When I was a kid, we used to sing a song in church called, “Deep and Wide.” You probably know it, too:
Deep and wide
Deep and wide
There’s a fountain flowing deep and wide…
We would sing it with hand motions, and I remember being a little bit amused by the lyrics. Did the fountain need to be both deep and wide? Intellectually, I knew that the point of the song was that God’s love was never-ending, but my rascally brain couldn’t help but wonder, “what if the fountain was just wide? Would we reject it?”
The same thought came to mind this week when a friend lamented the recent loss of a job. Evaluating his options, he began to network and schedule meetings with friends in his field of work, and crossed his fingers that one of them would be fruitful, and soon.
A few short-term freelance opportunities looked promising, but he was anxious. After all, he said, “I need a full-time job!”
“Negative,” I texted back. “You only need that to support the life you currently have. You could change your life. Think wide.” And the song came back.

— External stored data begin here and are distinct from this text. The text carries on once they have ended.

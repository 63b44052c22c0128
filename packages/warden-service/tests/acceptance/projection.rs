use serde_json::json;

use warden_service::{AgentStateRequest, PublishTelemetryRequest};

use crate::suite::{payload, service, uid};

#[tokio::test]
async fn the_last_written_record_is_the_current_state() {
	let service = service();
	let agent = uid(1);

	for finding in ["x", "y"] {
		service
			.publish_telemetry(PublishTelemetryRequest {
				agent,
				payload: payload(json!({ "portscanner": { "host1": { "finding": finding } } })),
			})
			.await
			.unwrap();
	}

	let state = service
		.current_agent_state(AgentStateRequest {
			agents: Some(agent.to_string()),
			modules: Some("portscanner".to_string()),
		})
		.await
		.unwrap();

	assert_eq!(state.agents.len(), 1);
	assert_eq!(
		state.agents[&agent]["portscanner"],
		json!({ "host1": { "finding": "y" } }),
	);
}

#[tokio::test]
async fn module_filter_keys_are_the_intersection() {
	let service = service();
	let agent = uid(1);

	service
		.publish_telemetry(PublishTelemetryRequest {
			agent,
			payload: payload(json!({ "portscanner": { "hosts": 2 }, "platform": { "cpu": 1 } })),
		})
		.await
		.unwrap();

	let state = service
		.current_agent_state(AgentStateRequest {
			agents: None,
			modules: Some("portscanner,nonexistent".to_string()),
		})
		.await
		.unwrap();
	let filtered = &state.agents[&agent];

	assert_eq!(filtered.len(), 1);
	assert!(filtered.contains_key("portscanner"));
	assert!(!filtered.contains_key("platform"));
	assert!(!filtered.contains_key("nonexistent"));
}

#[tokio::test]
async fn uid_list_narrows_the_projection() {
	let service = service();
	let (a, b) = (uid(1), uid(2));

	for agent in [a, b] {
		service
			.publish_telemetry(PublishTelemetryRequest {
				agent,
				payload: payload(json!({ "platform": { "agent": agent.to_string() } })),
			})
			.await
			.unwrap();
	}

	let narrowed = service
		.current_agent_state(AgentStateRequest { agents: Some(a.to_string()), modules: None })
		.await
		.unwrap();

	assert_eq!(narrowed.agents.len(), 1);
	assert!(narrowed.agents.contains_key(&a));

	// The nil UID means "unspecified", so everyone reports.
	let all = service
		.current_agent_state(AgentStateRequest {
			agents: Some("00000000-0000-0000-0000-000000000000".to_string()),
			modules: None,
		})
		.await
		.unwrap();

	assert_eq!(all.agents.len(), 2);
}

#[tokio::test]
async fn the_broadcast_uid_cannot_publish_telemetry() {
	let service = service();
	let result = service
		.publish_telemetry(PublishTelemetryRequest {
			agent: warden_domain::BROADCAST_UID,
			payload: payload(json!({ "portscanner": {} })),
		})
		.await;

	assert!(result.is_err());

	let nil = service
		.publish_telemetry(PublishTelemetryRequest {
			agent: uuid::Uuid::nil(),
			payload: payload(json!({ "portscanner": {} })),
		})
		.await;

	assert!(nil.is_err());
}

#[tokio::test]
async fn malformed_uid_lists_are_invalid_requests() {
	let service = service();
	let result = service
		.current_agent_state(AgentStateRequest {
			agents: Some("definitely-not-a-uid".to_string()),
			modules: None,
		})
		.await;

	assert!(matches!(result, Err(warden_service::Error::InvalidRequest { .. })));
}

We’ve all had the rug pulled out from under us, and immediately gone to work putting things back the way they were. Our lives are deep. We have layers of responsibility, tradition, obligation, relationships, comfort, and safety. So often we decide that the life we have created is the only way we want to live, so we insulate ourselves in layers of what we know. We live deep.
But deep can also be dark, and we can get so far down into our lives that we can no longer see what is next to us. Things that didn’t even exist when we started digging our deep lives. Opportunities that we don’t know about. Entire ways of living that never occurred to us.
What if life was wide instead? What if, instead of working to maintain the deepness of our lives, we climbed up and lived shallow?
That sounds bad, doesn’t? Living shallow? Who wants that? You’re right. Shallow doesn’t work. Let’s say, “living wide.” Wide is better.
Living wide means maybe those short-term freelance gigs are really rewarding and connect you with new people who hire you for other gigs, and you’re suddenly not tied to office hours and can pick up your kids from school.
Living wide might mean that on Monday you go for a walk with friends, and on Tuesday you go to the gym, and on Thursday you take a yoga class, and break out of your exercise rut of must-burn-calories-for-an-hour.
Living wide might mean that you get there when you get there and enjoy the journey, which is all we have promised to us anyway. Wide does not mean shallow — it does not mean living irresponsibly or without a safety net or a backup plan — it means being able to see the safety net.
What would it mean for you to live wide? Imagine climbing out of your hole and stretching your arms out as wide as you can, your fingers feeling like they are getting longer and longer. Have you been living a deep but narrow life? Is it dark down there?
Come up and look around.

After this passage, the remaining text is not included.